This option completely contradicts my automation goals. **This solution should be ruled out.**

### Option 3: Partition NVMe Drives (Local Storage + LINSTOR)

Partition the NVMe drives on each node into two parts:
- One partition for local LVM storage (`local-lvm`)
- One partition for the LINSTOR DRBD pool (`linstor_storage`)

Then use `local-lvm` for VM disks (simple provisioning) and `linstor_storage` for other needs requiring replication.

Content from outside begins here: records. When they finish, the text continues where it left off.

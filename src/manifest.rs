//! `dataset.yaml` manifest for a stratified dataset.

use std::collections::BTreeMap;
use std::fs;
use std::path::{Path, PathBuf};

use serde::Serialize;

use crate::error::YololabelError;
use crate::label::LabelTaxonomy;

pub const MANIFEST_FILE_NAME: &str = "dataset.yaml";

#[derive(Debug, Serialize)]
struct Manifest<'a> {
    path: String,
    train: &'static str,
    val: &'static str,
    test: &'static str,
    nc: usize,
    names: BTreeMap<u32, &'a str>,
}

/// Renders the manifest for a dataset rooted at `root`.
pub fn render_manifest(root: &Path, taxonomy: &LabelTaxonomy) -> Result<String, serde_yaml::Error> {
    let manifest = Manifest {
        path: root.to_string_lossy().replace('\\', "/"),
        train: "train/images",
        val: "val/images",
        test: "test/images",
        nc: taxonomy.len(),
        names: taxonomy
            .iter()
            .map(|(class_id, name)| (class_id.as_u32(), name))
            .collect(),
    };
    serde_yaml::to_string(&manifest)
}

/// Writes `<root>/dataset.yaml` and returns its path.
pub fn write_manifest(root: &Path, taxonomy: &LabelTaxonomy) -> Result<PathBuf, YololabelError> {
    let path = root.join(MANIFEST_FILE_NAME);
    let yaml = render_manifest(root, taxonomy).map_err(|source| YololabelError::Manifest {
        path: path.clone(),
        source,
    })?;
    fs::write(&path, yaml).map_err(YololabelError::Io)?;
    log::info!("wrote {}", path.display());
    Ok(path)
}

**Important note for my Kubernetes use case**: Using `local-lvm` (without Proxmox-level replication) is viable for a Kubernetes cluster because **Kubernetes handles high availability**, not Proxmox. With etcd distributed across 3 nodes and a replicated control plane, the loss of a VM doesn't impact the cluster - Kubernetes continues to function with the remaining nodes. VMs become "cattle" (replaceable via Infrastructure as Code) while real "pets" data (precious) would reside in application-level storage solutions.

**Advantages**:
- Simple and fast VM provisioning on `local-lvm`
- Preservation of LINSTOR DRBD for distributed storage needs
- Optimal use of available hardware
- Maximum performance for VMs (direct local access)
- **HA ensured at the right level**: Kubernetes, not Proxmox

**Disadvantages**:
- **Setup complexity**: Disk repartitioning required
- **Risk of data loss**: Invasive operation on existing disks
- **Capacity planning**: Need to determine partition size in advance
- **Less flexibility**: Fixed partition sizes, difficult to modify
- **No HA at Proxmox level**: VMs no longer benefit from replication (acceptable if HA at Kubernetes level)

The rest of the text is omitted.